Two of my best friends have just moved to Istanbul and I haven’t had time to take them through the do’s and don’ts of Turkish wine yet; so I wasn’t really shocked when I turned up for dinner and found them with a bottle of Sava Premium. “Premium”. Snort. I love them but they are very much ‘wine tastes like wine’ people; at least they sprang for the premium. I’m always game to try a new wine though so here we go.
Perhaps I was predisposed to give it bad notes but for me the Sava Premium was awful right from the start with a vinegary nose; or maybe that was the banana? I cannot say I’ve ever encountered a wine with self-proclaimed aromas of banana.
In the end it wasn’t nearly as bad as I’d thought it would be; although that’s not to say that it was good.
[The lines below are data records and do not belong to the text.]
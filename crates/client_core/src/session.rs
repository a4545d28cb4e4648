//! Session state: transcript, document context, input buffer and the `awaiting` flag.
//!
//! Every network operation is split into a local commit (`begin_*`) that returns the work
//! to perform, and a resolution step (`record_upload`, `finish_*`) that applies the outcome.
//! The owner performs the I/O in between, so the state itself never blocks and can live on a
//! UI thread while requests run elsewhere.

use shared::{
    domain::{Document, Message},
    protocol::{ChatRequest, UploadPdfResponse},
};
use tracing::{debug, info, warn};

use crate::{candidate::PdfCandidate, documents::DocumentStore, error::BackendError};

pub const UNSUPPORTED_FILE_ALERT: &str = "Error: Only PDF files are supported.";
pub const CHAT_FAILURE_MESSAGE: &str = "Error: Could not reach the AI. Check your backend terminal.";

pub fn loaded_announcement(file_name: &str) -> String {
    format!("System: Successfully loaded \"{file_name}\". You can now ask questions about it.")
}

pub fn upload_failure_alert(file_name: &str) -> String {
    format!("Failed to upload \"{file_name}\". Is the analysis backend running?")
}

pub fn upload_warning_message(file_name: &str, warning: &str) -> String {
    format!("System: Warning for \"{file_name}\": {warning}")
}

#[derive(Debug, Clone, Copy, PartialEq, Eq)]
pub enum AlertKind {
    UnsupportedFile,
    UploadFailed,
}

/// A blocking, user-facing notice. Alerts are queued until the UI takes them.
#[derive(Debug, Clone, PartialEq, Eq)]
pub struct Alert {
    pub kind: AlertKind,
    pub message: String,
}

impl Alert {
    fn new(kind: AlertKind, message: impl Into<String>) -> Self {
        Self {
            kind,
            message: message.into(),
        }
    }
}

/// Accepted files of one upload action, to be sent one at a time in order.
#[derive(Debug, Clone)]
pub struct UploadBatch {
    files: Vec<PdfCandidate>,
}

impl UploadBatch {
    pub fn files(&self) -> &[PdfCandidate] {
        &self.files
    }
}

impl IntoIterator for UploadBatch {
    type Item = PdfCandidate;
    type IntoIter = std::vec::IntoIter<PdfCandidate>;

    fn into_iter(self) -> Self::IntoIter {
        self.files.into_iter()
    }
}

#[derive(Debug, Default)]
pub struct SessionState {
    messages: Vec<Message>,
    documents: DocumentStore,
    awaiting: bool,
    input: String,
    alerts: Vec<Alert>,
}

impl SessionState {
    pub fn new() -> Self {
        Self::default()
    }

    pub fn messages(&self) -> &[Message] {
        &self.messages
    }

    pub fn documents(&self) -> &[Document] {
        self.documents.documents()
    }

    pub fn combined_context(&self) -> String {
        self.documents.combined_context()
    }

    pub fn is_awaiting(&self) -> bool {
        self.awaiting
    }

    pub fn input(&self) -> &str {
        &self.input
    }

    pub fn set_input(&mut self, text: impl Into<String>) {
        self.input = text.into();
    }

    /// Mutable access to the input buffer for text widgets that edit in place.
    pub fn input_mut(&mut self) -> &mut String {
        &mut self.input
    }

    pub fn can_submit(&self) -> bool {
        !self.awaiting && !self.input.trim().is_empty()
    }

    pub fn remove_document(&mut self, index: usize) -> Option<Document> {
        let removed = self.documents.remove_document(index)?;
        info!(
            file = %removed.name,
            documents = self.documents.len(),
            "removed document from context"
        );
        Some(removed)
    }

    pub fn take_alerts(&mut self) -> Vec<Alert> {
        std::mem::take(&mut self.alerts)
    }

    pub fn pending_alerts(&self) -> &[Alert] {
        &self.alerts
    }

    /// Commits a chat turn locally and returns the request to dispatch.
    ///
    /// Returns `None` (and leaves the state untouched) when the trimmed input is empty or
    /// another operation is outstanding. On `Some`, the input buffer has been cleared, the
    /// user message appended and `awaiting` set; the caller must pass the outcome to
    /// [`SessionState::finish_chat`].
    pub fn begin_chat(&mut self) -> Option<ChatRequest> {
        if self.input.trim().is_empty() {
            return None;
        }
        if self.awaiting {
            debug!("dropping chat submit while a request is outstanding");
            return None;
        }

        let text = std::mem::take(&mut self.input);
        self.messages.push(Message::user(text));
        self.awaiting = true;

        let request = ChatRequest {
            messages: self.messages.clone(),
            document_text: self.documents.combined_context(),
        };
        debug!(
            messages = request.messages.len(),
            documents = self.documents.len(),
            "dispatching chat turn"
        );
        Some(request)
    }

    pub fn finish_chat(&mut self, outcome: Result<String, BackendError>) {
        match outcome {
            Ok(reply) => self.messages.push(Message::assistant(reply)),
            Err(err) => {
                warn!(timeout = err.is_timeout(), "chat request failed: {err}");
                self.messages.push(Message::system(CHAT_FAILURE_MESSAGE));
            }
        }
        self.awaiting = false;
    }

    /// Single-file upload: a non-PDF file rejects the action with an alert.
    pub fn begin_single_upload(&mut self, file: PdfCandidate) -> Option<UploadBatch> {
        if !file.is_pdf() {
            info!(
                file = %file.file_name,
                media_type = file.media_type.as_deref().unwrap_or("unknown"),
                "rejecting non-pdf upload"
            );
            self.alerts
                .push(Alert::new(AlertKind::UnsupportedFile, UNSUPPORTED_FILE_ALERT));
            return None;
        }
        self.start_batch(vec![file])
    }

    /// Multi-file upload: non-PDF files are skipped without any notice.
    pub fn begin_upload_batch(
        &mut self,
        files: impl IntoIterator<Item = PdfCandidate>,
    ) -> Option<UploadBatch> {
        let accepted: Vec<_> = files
            .into_iter()
            .filter(|file| {
                let pdf = file.is_pdf();
                if !pdf {
                    debug!(file = %file.file_name, "skipping non-pdf file in batch");
                }
                pdf
            })
            .collect();

        if accepted.is_empty() {
            return None;
        }
        self.start_batch(accepted)
    }

    fn start_batch(&mut self, files: Vec<PdfCandidate>) -> Option<UploadBatch> {
        if self.awaiting {
            warn!(
                files = files.len(),
                "dropping upload while another operation is outstanding"
            );
            return None;
        }
        self.awaiting = true;
        info!(files = files.len(), "starting upload batch");
        Some(UploadBatch { files })
    }

    /// Applies the outcome of one upload in the current batch.
    pub fn record_upload(
        &mut self,
        file_name: &str,
        outcome: Result<UploadPdfResponse, BackendError>,
    ) {
        match outcome {
            Ok(uploaded) => {
                info!(
                    file = %uploaded.filename,
                    text_chars = uploaded.text.len(),
                    "document loaded"
                );
                self.messages
                    .push(Message::system(loaded_announcement(&uploaded.filename)));
                if let Some(warning) = uploaded.warning.as_deref() {
                    self.messages.push(Message::system(upload_warning_message(
                        &uploaded.filename,
                        warning,
                    )));
                }
                self.documents.add_document(uploaded.filename, uploaded.text);
            }
            Err(err) => {
                warn!(file = file_name, "upload failed: {err}");
                self.alerts.push(Alert::new(
                    AlertKind::UploadFailed,
                    upload_failure_alert(file_name),
                ));
            }
        }
    }

    pub fn finish_upload_batch(&mut self) {
        self.awaiting = false;
        debug!(documents = self.documents.len(), "upload batch finished");
    }
}

#[cfg(test)]
#[path = "tests/session_tests.rs"]
mod tests;
impl DocChatApp {
    pub fn new(
        cmd_tx: Sender<BackendCommand>,
        ui_rx: Receiver<UiEvent>,
        startup: StartupConfig,
    ) -> Self {
        let mut app = Self {
            cmd_tx,
            ui_rx,
            session: SessionState::new(),
            status: StatusState::default(),
            alerts: VecDeque::new(),
            startup,
        };
        app.dispatch(BackendCommand::CheckHealth);
        app
    }

    fn dispatch(&mut self, cmd: BackendCommand) {
        dispatch_backend_command(
            &self.cmd_tx,
            cmd,
            &mut self.session,
            &mut self.status.status,
        );
    }

    fn process_ui_events(&mut self) {
        while let Ok(event) = self.ui_rx.try_recv() {
            apply_ui_event(&mut self.session, &mut self.status, event);
        }
        self.alerts.extend(self.session.take_alerts());
    }

    fn try_send_current_input(&mut self) {
        if let Some(request) = self.session.begin_chat() {
            self.dispatch(BackendCommand::Chat { request });
        }
    }

    fn upload_single(&mut self, file: PdfCandidate) {
        let batch = self.session.begin_single_upload(file);
        self.dispatch_upload(batch);
    }

    fn upload_many(&mut self, files: Vec<PdfCandidate>) {
        let has_pdf = files.iter().any(PdfCandidate::is_pdf);
        if has_pdf && self.session.is_awaiting() {
            self.status.status = BUSY_STATUS.to_string();
            return;
        }
        let batch = self.session.begin_upload_batch(files);
        self.dispatch_upload(batch);
    }

    fn dispatch_upload(&mut self, batch: Option<UploadBatch>) {
        if let Some(batch) = batch {
            self.status.status = format!("Uploading {} file(s)...", batch.files().len());
            self.dispatch(BackendCommand::UploadBatch { batch });
        }
    }

    fn handle_dropped_files(&mut self, ctx: &egui::Context) {
        let dropped = ctx.input(|i| i.raw.dropped_files.clone());
        self.accept_dropped(dropped);
    }

    fn accept_dropped(&mut self, dropped: Vec<egui::DroppedFile>) {
        if dropped.is_empty() {
            return;
        }
        tracing::debug!(files = dropped.len(), "files dropped on window");
        if !self.alerts.is_empty() {
            tracing::info!("ignoring drop while an alert is open");
            self.status.status = ALERT_OPEN_STATUS.to_string();
            return;
        }
        self.upload_many(dropped.into_iter().map(candidate_from_dropped).collect());
    }

    fn show_header(&self, ctx: &egui::Context) {
        egui::TopBottomPanel::top("header").show(ctx, |ui| {
            ui.add_space(6.0);
            ui.heading("Document Chat");
            ui.label("Ask questions about uploaded PDF documents.");
            ui.label(
                RichText::new("Prototype. Do not upload sensitive real-world data.")
                    .small()
                    .weak(),
            );
            ui.add_space(6.0);
        });
    }

    fn show_status_bar(&self, ctx: &egui::Context) {
        egui::TopBottomPanel::bottom("status_bar").show(ctx, |ui| {
            ui.horizontal(|ui| {
                let service = match &self.status.health {
                    BackendHealth::Unknown => "Service: checking...".to_string(),
                    BackendHealth::Ready(message) if message.is_empty() => {
                        "Service: ready".to_string()
                    }
                    BackendHealth::Ready(message) => format!("Service: {message}"),
                    BackendHealth::Unreachable => "Service: unreachable".to_string(),
                };
                ui.label(RichText::new(service).small());
                ui.separator();
                ui.label(RichText::new(&self.startup.server_url).small().weak());
                if !self.status.status.is_empty() {
                    ui.separator();
                    ui.label(RichText::new(&self.status.status).small());
                }
            });
        });
    }

    fn show_context_panel(&mut self, ctx: &egui::Context, interactive: bool) {
        egui::SidePanel::left("context_panel")
            .resizable(true)
            .default_width(260.0)
            .show(ctx, |ui| {
                if !interactive {
                    ui.disable();
                }
                ui.add_space(6.0);
                ui.heading("Context");
                ui.add_space(4.0);

                let mut remove = None;
                if self.session.documents().is_empty() {
                    ui.label("No document loaded.");
                }
                for (index, doc) in self.session.documents().iter().enumerate() {
                    ui.horizontal(|ui| {
                        ui.label(RichText::new(&doc.name).strong());
                        ui.label(
                            RichText::new(format!("{} chars", doc.text.chars().count()))
                                .small()
                                .weak(),
                        );
                        if ui
                            .small_button("Remove")
                            .on_hover_text("Remove from context")
                            .clicked()
                        {
                            remove = Some(index);
                        }
                    });
                }
                if let Some(index) = remove {
                    self.session.remove_document(index);
                }

                ui.add_space(8.0);
                let idle = !self.session.is_awaiting();
                ui.horizontal(|ui| {
                    if ui
                        .add_enabled(idle, egui::Button::new("Upload PDF"))
                        .clicked()
                    {
                        if let Some(path) = rfd::FileDialog::new()
                            .add_filter("PDF", &["pdf"])
                            .pick_file()
                        {
                            self.upload_single(PdfCandidate::from_path(path));
                        }
                    }
                    if ui
                        .add_enabled(idle, egui::Button::new("Add PDFs..."))
                        .clicked()
                    {
                        if let Some(paths) = rfd::FileDialog::new()
                            .add_filter("PDF", &["pdf"])
                            .pick_files()
                        {
                            self.upload_many(
                                paths.into_iter().map(PdfCandidate::from_path).collect(),
                            );
                        }
                    }
                });
                ui.label(
                    RichText::new("or drop PDF files onto the window")
                        .small()
                        .weak(),
                );

                ui.add_space(12.0);
                let linked = context_is_linked(&self.session);
                let text = if linked {
                    "Backend Status: Linked"
                } else {
                    "Backend Status: Waiting for file..."
                };
                if linked {
                    ui.colored_label(LINKED_TEXT, text);
                } else {
                    ui.label(text);
                }
            });
    }

    fn show_composer(&mut self, ctx: &egui::Context, interactive: bool) {
        egui::TopBottomPanel::bottom("composer").show(ctx, |ui| {
            if !interactive {
                ui.disable();
            }
            ui.add_space(6.0);
            ui.horizontal(|ui| {
                let awaiting = self.session.is_awaiting();
                let send_width = 72.0;
                let text_w =
                    (ui.available_width() - send_width - ui.spacing().item_spacing.x).max(64.0);

                let response = ui.add_enabled(
                    !awaiting,
                    egui::TextEdit::singleline(self.session.input_mut())
                        .id_salt("composer_text")
                        .hint_text("Ask about the document...")
                        .desired_width(text_w),
                );
                let enter_pressed =
                    response.lost_focus() && ui.input(|i| i.key_pressed(egui::Key::Enter));

                let clicked_send = ui
                    .add_enabled(self.session.can_submit(), egui::Button::new("Send"))
                    .clicked();

                if enter_pressed || clicked_send {
                    self.try_send_current_input();
                    response.request_focus();
                }
            });
            ui.add_space(6.0);
        });
    }

    fn show_transcript(&self, ctx: &egui::Context) {
        egui::CentralPanel::default().show(ctx, |ui| {
            egui::ScrollArea::vertical()
                .auto_shrink([false, false])
                .stick_to_bottom(true)
                .show(ui, |ui| {
                    if self.session.messages().is_empty() {
                        ui.label(RichText::new(EMPTY_TRANSCRIPT_HINT).weak());
                    }
                    for message in self.session.messages() {
                        show_message(ui, message);
                        ui.add_space(6.0);
                    }
                    if self.session.is_awaiting() {
                        ui.horizontal(|ui| {
                            ui.spinner();
                            ui.label(RichText::new("Thinking...").italics().weak());
                        });
                    }
                });
        });
    }

    fn show_alert(&mut self, ctx: &egui::Context) {
        let Some(alert) = self.alerts.front() else {
            return;
        };
        let mut dismissed = false;
        egui::Window::new("Alert")
            .collapsible(false)
            .resizable(false)
            .anchor(egui::Align2::CENTER_CENTER, [0.0, 0.0])
            .show(ctx, |ui| {
                ui.label(alert.message.as_str());
                ui.add_space(8.0);
                if ui.button("OK").clicked() {
                    dismissed = true;
                }
            });
        if dismissed {
            self.alerts.pop_front();
        }
    }
}
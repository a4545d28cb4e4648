//! Bridge between the UI thread and the async backend worker.

pub mod commands;
pub mod runtime;
use std::path::PathBuf;

use reqwest::StatusCode;
use thiserror::Error;

#[derive(Debug, Error)]
pub enum BackendError {
    #[error("failed to read '{}': {source}", path.display())]
    Io {
        path: PathBuf,
        source: std::io::Error,
    },
    #[error("request to {endpoint} failed: {source}")]
    Transport {
        endpoint: &'static str,
        source: reqwest::Error,
    },
    #[error("{endpoint} returned {status}: {detail}")]
    Status {
        endpoint: &'static str,
        status: StatusCode,
        detail: String,
    },
    #[error("malformed response from {endpoint}: {source}")]
    Decode {
        endpoint: &'static str,
        source: serde_json::Error,
    },
    #[error("analysis backend is unavailable")]
    Unavailable,
}

impl BackendError {
    pub fn is_timeout(&self) -> bool {
        matches!(self, BackendError::Transport { source, .. } if source.is_timeout())
    }
}

#[derive(Debug, Error)]
pub enum ConfigError {
    #[error("invalid server url '{url}': {source}")]
    InvalidServerUrl {
        url: String,
        source: url::ParseError,
    },
    #[error("server url '{0}' must use http or https")]
    UnsupportedScheme(String),
    #[error("failed to read config file '{}': {source}", path.display())]
    Read {
        path: PathBuf,
        source: std::io::Error,
    },
    #[error("failed to parse config file '{}': {source}", path.display())]
    Parse {
        path: PathBuf,
        source: toml::de::Error,
    },
    #[error("failed to build http client: {0}")]
    HttpClient(#[from] reqwest::Error),
}
use std::{path::PathBuf, sync::Arc};

mod backend_bridge;
mod controller;
mod ui;

use anyhow::{anyhow, Context};
use clap::Parser;
use client_core::{load_settings, HttpAnalysisBackend};
use crossbeam_channel::bounded;
use eframe::egui;
use tracing_subscriber::EnvFilter;

use crate::backend_bridge::commands::BackendCommand;
use crate::controller::events::UiEvent;
use crate::ui::{DocChatApp, StartupConfig};

#[derive(Parser, Debug)]
#[command(name = "doc-chat-gui", about = "Chat with an analysis service about uploaded PDFs")]
struct Args {
    /// Base URL of the analysis service.
    #[arg(long)]
    server_url: Option<String>,
    /// Per-request timeout in seconds; 0 disables it.
    #[arg(long)]
    timeout_secs: Option<u64>,
    /// Explicit settings file.
    #[arg(long)]
    config: Option<PathBuf>,
}

fn main() -> anyhow::Result<()> {
    tracing_subscriber::fmt()
        .with_env_filter(
            EnvFilter::try_from_default_env().unwrap_or_else(|_| EnvFilter::new("info")),
        )
        .init();

    let args = Args::parse();
    let mut settings =
        load_settings(args.config.as_deref()).context("failed to load doc chat settings")?;
    settings.apply_overrides(args.server_url, args.timeout_secs);
    let backend = HttpAnalysisBackend::from_settings(&settings)
        .context("failed to configure analysis backend client")?;
    let startup = StartupConfig {
        server_url: backend.base_url().to_string(),
    };
    tracing::info!(server_url = %startup.server_url, "starting desktop gui");

    let (cmd_tx, cmd_rx) = bounded::<BackendCommand>(64);
    let (ui_tx, ui_rx) = bounded::<UiEvent>(1024);
    backend_bridge::runtime::launch(Arc::new(backend), cmd_rx, ui_tx);

    let options = eframe::NativeOptions {
        viewport: egui::ViewportBuilder::default()
            .with_title("Document Chat")
            .with_inner_size([1100.0, 720.0])
            .with_min_inner_size([720.0, 480.0])
            .with_drag_and_drop(true),
        ..Default::default()
    };

    eframe::run_native(
        "Document Chat",
        options,
        Box::new(move |_cc| Ok(Box::new(DocChatApp::new(cmd_tx, ui_rx, startup)))),
    )
    .map_err(|err| anyhow!("desktop gui exited with error: {err}"))
}
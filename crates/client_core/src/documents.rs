//! Ordered set of uploaded documents and the grounding context derived from it.

use shared::domain::Document;

/// Separator placed between document texts in the combined context.
pub const CONTEXT_SEPARATOR: &str = "\n\n";

#[derive(Debug, Clone, Default)]
pub struct DocumentStore {
    documents: Vec<Document>,
}

impl DocumentStore {
    pub fn new() -> Self {
        Self::default()
    }

    /// Appends a document. Names are display labels only; duplicates are kept as
    /// distinct entries.
    pub fn add_document(&mut self, name: impl Into<String>, text: impl Into<String>) {
        self.documents.push(Document::new(name, text));
    }

    /// Removes the document at `index`, shifting later entries down. Returns the removed
    /// document, or `None` when `index` is out of bounds.
    pub fn remove_document(&mut self, index: usize) -> Option<Document> {
        if index >= self.documents.len() {
            tracing::debug!(
                index,
                documents = self.documents.len(),
                "ignoring out-of-range document removal"
            );
            return None;
        }
        Some(self.documents.remove(index))
    }

    pub fn combined_context(&self) -> String {
        self.documents
            .iter()
            .map(|doc| doc.text.as_str())
            .collect::<Vec<_>>()
            .join(CONTEXT_SEPARATOR)
    }

    pub fn documents(&self) -> &[Document] {
        &self.documents
    }

    pub fn len(&self) -> usize {
        self.documents.len()
    }

    pub fn is_empty(&self) -> bool {
        self.documents.is_empty()
    }
}

#[cfg(test)]
#[path = "tests/documents_tests.rs"]
mod tests;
Despite some sharpness to the flavor, the flavor of cherries and light tannins made it fairly palatable. Especially when paired with the vegetable, walnut, haloumi, and bulgar stuffed eggplants we had for dinner.
What shocked me was the cork-while it’s not marked on the bottle as far as I could see, it seems that Sava, that most reviled of Turkish wines, is produced by my favorite cheap Turkish winery-Pamukkale. Did not see that one coming.
By the time dinner was over and I had drunk two modest glasses; I thought I may have too harshly judged all things Sava. However the next morning I saw the light. Or rather hid from it as the case were. Two glasses of the Sava Premium was all I had and I woke up with as vicious a red wine hang over as I’ve ever had. Well no, that’s a bit of hyperbole, I’ve had worse. But it was a whole lot worse than the one I got from drinking an entire bottle of Suvla in one sitting.
Unfortunately price point really does matter when it comes to Turkish wine. You’re far better off splurging a little than saving money and regretting it the next morning.